**EXERCISE AIM:** In the records that follow, find each line containing "EmptyDomain" and copy it.

**INFORMATION GIVEN:**

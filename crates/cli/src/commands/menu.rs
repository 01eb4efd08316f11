//! Restaurant menu management commands.

use clap::Subcommand;
use tracing::{info, warn};

use tiffin_client::guard::{CapabilityRequirement, Decision, evaluate};
use tiffin_client::menu::{MenuItemPatch, NewMenuItem};
use tiffin_client::state::App;
use tiffin_core::{MenuItemId, Price};

#[derive(Subcommand)]
pub enum MenuAction {
    /// Create a menu item
    Create {
        /// Display name
        #[arg(long)]
        name: String,

        /// Description shown on the menu page
        #[arg(long, default_value = "")]
        description: String,

        /// Unit price in cents
        #[arg(long)]
        price_cents: i64,

        /// Menu category
        #[arg(long)]
        category: Option<String>,
    },
    /// Update a menu item
    Update {
        /// Menu item ID
        id: String,

        /// New display name
        #[arg(long)]
        name: Option<String>,

        /// New unit price in cents
        #[arg(long)]
        price_cents: Option<i64>,

        /// New category
        #[arg(long)]
        category: Option<String>,
    },
    /// Delete a menu item
    Delete {
        /// Menu item ID
        id: String,
    },
}

pub async fn run(app: &mut App, action: MenuAction) -> Result<(), Box<dyn std::error::Error>> {
    // Menu management is an admin surface.
    match evaluate(app.session().session(), &CapabilityRequirement::admin()) {
        Decision::Allow => {}
        Decision::Redirect { target, reason } => {
            warn!("access denied ({reason:?}), go to {target}");
            return Ok(());
        }
        Decision::Checking => {
            warn!("session still resolving, try again");
            return Ok(());
        }
    }

    match action {
        MenuAction::Create {
            name,
            description,
            price_cents,
            category,
        } => {
            let item = NewMenuItem {
                name,
                description,
                price: Price::from_cents(price_cents),
                image_url: None,
                category,
            };
            let created = app.menus_mut().create(&item).await?;
            info!("created menu item {} ({})", created.name, created.id);
        }
        MenuAction::Update {
            id,
            name,
            price_cents,
            category,
        } => {
            let patch = MenuItemPatch {
                name,
                description: None,
                price: price_cents.map(Price::from_cents),
                image_url: None,
                category,
            };
            let updated = app
                .menus_mut()
                .update(&MenuItemId::new(id), &patch)
                .await?;
            info!("updated menu item {} ({})", updated.name, updated.id);
        }
        MenuAction::Delete { id } => {
            app.menus_mut().delete(&MenuItemId::new(id)).await?;
            info!("menu item deleted");
        }
    }
    Ok(())
}
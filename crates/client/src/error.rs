//! Unified error type for the client crate.
//!
//! Each module defines its own error enum; `ClientError` gathers them for
//! callers (like the CLI) that drive several modules in one flow.

use thiserror::Error;

use crate::api::ApiError;
use crate::config::ConfigError;
use crate::session::SessionError;
use crate::store::StoreError;

/// Top-level error for operations that cross module boundaries.
#[derive(Debug, Error)]
pub enum ClientError {
    /// Configuration loading failed.
    #[error("config error: {0}")]
    Config(#[from] ConfigError),

    /// A collaborator call failed.
    #[error("api error: {0}")]
    Api(#[from] ApiError),

    /// A session authority operation failed.
    #[error("session error: {0}")]
    Session(#[from] SessionError),

    /// Cart persistence failed.
    #[error("store error: {0}")]
    Store(#[from] StoreError),
}

/// Result type alias for `ClientError`.
pub type Result<T> = std::result::Result<T, ClientError>;
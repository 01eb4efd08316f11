//! Access decision function for protected surfaces.
//!
//! [`evaluate`] is a pure function of the current [`Session`] snapshot and a
//! [`CapabilityRequirement`]. It is re-run on every render/request rather
//! than cached, so session mutations are picked up on the next evaluation.
//!
//! The inverse policy, "send already-authenticated users away from guest
//! pages", is deliberately a separate function
//! ([`redirect_authenticated`]) rather than a flag on the requirement:
//! "requirement not met" and "requirement met, now leave" are
//! opposite-direction policies.

use serde::{Deserialize, Serialize};

use crate::session::Session;

/// Default redirect target for unauthenticated sessions.
pub const LOGIN_PATH: &str = "/login";

/// Default redirect target for unverified identities.
pub const VERIFY_EMAIL_PATH: &str = "/verify-email";

/// Default redirect target for non-admin users hitting admin surfaces.
pub const HOME_PATH: &str = "/";

/// The declared access precondition attached to a protected resource.
///
/// Constructed per protected resource at the point of use; the builder
/// methods chain the common combinations.
#[derive(Debug, Clone, Default, PartialEq, Eq, Serialize, Deserialize)]
pub struct CapabilityRequirement {
    /// The session must be authenticated.
    pub require_auth: bool,
    /// The identity must be email-verified.
    pub require_verified: bool,
    /// The identity must hold the admin role.
    pub require_admin: bool,
    /// Overrides the default redirect target for whichever rule denies.
    pub redirect_target: Option<String>,
}

impl CapabilityRequirement {
    /// Require an authenticated session.
    #[must_use]
    pub fn authenticated() -> Self {
        Self {
            require_auth: true,
            ..Self::default()
        }
    }

    /// Require an authenticated, email-verified identity.
    #[must_use]
    pub fn verified() -> Self {
        Self {
            require_auth: true,
            require_verified: true,
            ..Self::default()
        }
    }

    /// Require an authenticated admin identity.
    #[must_use]
    pub fn admin() -> Self {
        Self {
            require_auth: true,
            require_admin: true,
            ..Self::default()
        }
    }

    /// Override the redirect target used when this requirement denies.
    #[must_use]
    pub fn with_redirect(mut self, target: impl Into<String>) -> Self {
        self.redirect_target = Some(target.into());
        self
    }
}

/// Why a redirect decision was taken.
#[derive(Debug, Clone, Copy, PartialEq, Eq, Serialize, Deserialize)]
pub enum RedirectReason {
    /// No authenticated session.
    Unauthenticated,
    /// Identity absent or not email-verified.
    Unverified,
    /// Identity absent or not an admin.
    Unauthorized,
    /// Guest page reached by an authenticated session.
    AlreadyAuthenticated,
}

/// Outcome of an access decision.
///
/// There is no error variant: denial is normal control flow, expressed as a
/// redirect, and `Checking` is a valid transient state consumers must
/// render as a loading affordance, never as a denial.
#[derive(Debug, Clone, PartialEq, Eq, Serialize, Deserialize)]
pub enum Decision {
    /// The bootstrap check has not resolved; defer rendering and
    /// re-evaluate once it has.
    Checking,
    /// Access denied; navigate to `target`.
    Redirect {
        /// Path to navigate to.
        target: String,
        /// The specific rule that denied.
        reason: RedirectReason,
    },
    /// Access granted.
    Allow,
}

impl Decision {
    fn redirect(
        requirement: &CapabilityRequirement,
        default_target: &str,
        reason: RedirectReason,
    ) -> Self {
        let target = requirement
            .redirect_target
            .clone()
            .unwrap_or_else(|| default_target.to_owned());
        Self::Redirect { target, reason }
    }
}

/// Evaluate a capability requirement against the current session.
///
/// Rules are evaluated in a fixed order, first match wins:
///
/// 1. session still checking → [`Decision::Checking`]
/// 2. auth required, not authenticated → redirect (default [`LOGIN_PATH`])
/// 3. verified required, identity absent or unverified → redirect
///    (default [`VERIFY_EMAIL_PATH`])
/// 4. admin required, identity absent or not admin → redirect
///    (default [`HOME_PATH`])
/// 5. otherwise → [`Decision::Allow`]
///
/// Authentication is the weakest precondition and is checked first: an
/// unauthenticated session has no identity to inspect, so the later rules
/// would only be order-independent by accident. Fixing the order matches
/// the natural precondition chain.
#[must_use]
pub fn evaluate(session: &Session, requirement: &CapabilityRequirement) -> Decision {
    if session.is_checking() {
        return Decision::Checking;
    }

    if requirement.require_auth && !session.is_authenticated() {
        return Decision::redirect(requirement, LOGIN_PATH, RedirectReason::Unauthenticated);
    }

    if requirement.require_verified && !session.identity().is_some_and(|id| id.verified) {
        return Decision::redirect(requirement, VERIFY_EMAIL_PATH, RedirectReason::Unverified);
    }

    if requirement.require_admin && !session.identity().is_some_and(|id| id.is_admin) {
        return Decision::redirect(requirement, HOME_PATH, RedirectReason::Unauthorized);
    }

    Decision::Allow
}

/// Guest-page guard: redirect authenticated sessions to `target`.
///
/// This is the explicit inverse of [`evaluate`], used on pages like login
/// and signup that authenticated users should not see. A checking session
/// still defers.
#[must_use]
pub fn redirect_authenticated(session: &Session, target: impl Into<String>) -> Decision {
    if session.is_checking() {
        return Decision::Checking;
    }

    if session.is_authenticated() {
        return Decision::Redirect {
            target: target.into(),
            reason: RedirectReason::AlreadyAuthenticated,
        };
    }

    Decision::Allow
}
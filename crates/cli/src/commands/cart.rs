//! Cart commands.

use clap::Subcommand;
use tracing::{info, warn};

use tiffin_client::cart::CartItem;
use tiffin_client::guard::{CapabilityRequirement, Decision, evaluate};
use tiffin_client::state::App;
use tiffin_core::{MenuItemId, Price, RestaurantId};

#[derive(Subcommand)]
pub enum CartAction {
    /// Show the cart contents
    Show,
    /// Add an item (replaces the cart when the restaurant changes)
    Add {
        /// Menu item ID
        #[arg(long)]
        id: String,

        /// Display name
        #[arg(long)]
        name: String,

        /// Unit price in cents
        #[arg(long)]
        price_cents: i64,

        /// Restaurant the item belongs to
        #[arg(long)]
        restaurant: String,
    },
    /// Increase an item's quantity by one
    Increment {
        /// Menu item ID
        id: String,
    },
    /// Decrease an item's quantity by one (floors at 1)
    Decrement {
        /// Menu item ID
        id: String,
    },
    /// Remove an item entirely
    Remove {
        /// Menu item ID
        id: String,
    },
    /// Empty the cart
    Clear,
    /// Create a payment checkout session for the cart
    Checkout,
    /// Record checkout completion and clear the cart
    Confirm,
}

pub async fn run(app: &mut App, action: CartAction) -> Result<(), Box<dyn std::error::Error>> {
    match action {
        CartAction::Show => show(app),
        CartAction::Add {
            id,
            name,
            price_cents,
            restaurant,
        } => {
            let item = CartItem {
                id: MenuItemId::new(id),
                name,
                unit_price: Price::from_cents(price_cents),
                image_url: None,
            };
            app.cart_mut()
                .add_item(item, Some(RestaurantId::new(restaurant)));
            show(app);
        }
        CartAction::Increment { id } => {
            app.cart_mut().increment_quantity(&MenuItemId::new(id));
            show(app);
        }
        CartAction::Decrement { id } => {
            app.cart_mut().decrement_quantity(&MenuItemId::new(id));
            show(app);
        }
        CartAction::Remove { id } => {
            app.cart_mut().remove_item(&MenuItemId::new(id));
            show(app);
        }
        CartAction::Clear => {
            app.cart_mut().clear();
            info!("cart cleared");
        }
        CartAction::Checkout => {
            // Checkout is a protected surface: an unauthenticated session is
            // sent to login instead of the payment provider.
            match evaluate(
                app.session().session(),
                &CapabilityRequirement::authenticated(),
            ) {
                Decision::Allow => {
                    if app.cart().is_empty() {
                        warn!("cart is empty, nothing to check out");
                        return Ok(());
                    }
                    let url = app.create_checkout().await?;
                    info!("checkout session created, complete payment at: {url}");
                    info!("run `tiffin cart confirm` after payment completes");
                }
                Decision::Redirect { target, reason } => {
                    warn!("access denied ({reason:?}), go to {target}");
                }
                Decision::Checking => {
                    warn!("session still resolving, try again");
                }
            }
        }
        CartAction::Confirm => {
            app.confirm_checkout();
            info!("order confirmed, cart cleared");
        }
    }
    Ok(())
}

fn show(app: &App) {
    let cart = app.cart();
    if cart.is_empty() {
        info!("cart is empty");
        return;
    }

    if let Some(restaurant) = cart.active_restaurant_id() {
        info!("ordering from restaurant {restaurant}");
    }
    for line in cart.lines() {
        info!(
            "{} x{} @ {} = {}",
            line.item.name,
            line.quantity,
            line.item.unit_price,
            line.line_total()
        );
    }
    info!(
        "subtotal: {} ({} items)",
        cart.subtotal(),
        cart.total_quantity()
    );
}
//! Email address type.

use core::fmt;

use serde::{Deserialize, Serialize};

/// Errors that can occur when parsing an [`Email`].
#[derive(thiserror::Error, Debug, Clone)]
pub enum EmailError {
    /// The input string is empty.
    #[error("email cannot be empty")]
    Empty,
    /// The input string is too long.
    #[error("email must be at most {max} characters")]
    TooLong {
        /// Maximum allowed length.
        max: usize,
    },
    /// The input does not contain an @ symbol.
    #[error("email must contain an @ symbol")]
    MissingAtSymbol,
    /// The local part (before @) is empty.
    #[error("email local part cannot be empty")]
    EmptyLocalPart,
    /// The domain part (after @) is empty.
    #[error("email domain cannot be empty")]
    EmptyDomain,
}

/// An email address.
///
/// This type provides basic validation for email addresses, ensuring they
/// have a valid structure with a local part and domain separated by an @ symbol.
///
/// ## Constraints
///
/// - Length: 1-254 characters (RFC 5321 limit)
/// - Must contain an @ symbol
/// - Local part (before @) must not be empty
/// - Domain part (after @) must not be empty
///
/// ## Examples
///
/// ```
/// use tiffin_core::Email;
///
/// assert!(Email::parse("user@example.com").is_ok());
/// assert!(Email::parse("").is_err());
/// assert!(Email::parse("no-at-symbol").is_err());
/// ```
#[derive(Debug, Clone, Serialize, Deserialize, PartialEq, Eq, Hash)]
#[serde(transparent)]
pub struct Email(String);

impl Email {
    /// Maximum length of an email address (RFC 5321).
    pub const MAX_LENGTH: usize = 254;

    /// Parse an `Email` from a string.
    ///
    /// # Errors
    ///
    /// Returns an error if the input:
    /// - Is empty
    /// - Is longer than 254 characters
    /// - Does not contain an @ symbol
    /// - Has an empty local part or domain
    pub fn parse(s: &str) -> Result<Self, EmailError> {
        if s.is_empty() {
            return Err(EmailError::Empty);
        }

        if s.len() > Self::MAX_LENGTH {
            return Err(EmailError::TooLong {
                max: Self::MAX_LENGTH,
            });
        }

        let at_pos = s.find('@').ok_or(EmailError::MissingAtSymbol)?;

        if at_pos == 0 {
            return Err(EmailError::EmptyLocalPart);
        }

        if at_pos == s.len() - 1 {
            return Err(EmailError::EmptyDomain);
        }

        Ok(Self(s.to_owned()))
    }

    /// Returns the email address as a string slice.
    #[must_use]
    pub fn as_str(&self) -> &str {
        &self.0
    }

    /// Consumes the `Email` and returns its inner string.
    #[must_use]
    pub fn into_inner(self) -> String {
        self.0
    }
}

impl fmt::Display for Email {
    fn fmt(&self, f: &mut fmt::Formatter<'_>) -> fmt::Result {
        write!(f, "{}", self.0)
    }
}

impl std::str::FromStr for Email {
    type Err = EmailError;

    fn from_str(s: &str) -> Result<Self, Self::Err> {
        Self::parse(s)
    }
}

impl AsRef<str> for Email {
    fn as_ref(&self) -> &str {
        &self.0
    }
}

#[cfg(test)]
#[allow(clippy::unwrap_used)]
mod tests {
    use super::*;

    #[test]
    fn test_parse_valid_emails() {
        assert!(Email::parse("user@example.com").is_ok());
        assert!(Email::parse("user.name+tag@domain.co.uk").is_ok());
        assert!(Email::parse("a@b.c").is_ok());
    }

    #[test]
    fn test_parse_empty() {
        assert!(matches!(Email::parse(""), Err(EmailError::Empty)));
    }

    #[test]
    fn test_parse_too_long() {
        let long = format!("{}@example.com", "a".repeat(250));
        assert!(matches!(
            Email::parse(&long),
            Err(EmailError::TooLong { .. })
        ));
    }

    #[test]
    fn test_parse_missing_at() {
        assert!(matches!(
            Email::parse("no-at-symbol"),
            Err(EmailError::MissingAtSymbol)
        ));
    }

    #[test]
    fn test_parse_empty_local_part() {
        assert!(matches!(
            Email::parse("@domain.com"),
            Err(EmailError::EmptyLocalPart)
        ));
    }

    #[test]
    fn test_parse_empty_domain() {
        assert!(matches!(
            Email::parse("user@"),
            Err(EmailError::EmptyDomain)
        ));
    }

    #[test]
    fn test_serde_roundtrip() {
        let email = Email::parse("user@example.com").unwrap();
        let json = serde_json::to_string(&email).unwrap();
        assert_eq!(json, "\"user@example.com\"");

        let parsed: Email = serde_json::from_str(&json).unwrap();
        assert_eq!(parsed, email);
    }
}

**ANSWER BOX:**
    EmptyDomain,
            return Err(EmailError::EmptyDomain);
            Err(EmailError::EmptyDomain)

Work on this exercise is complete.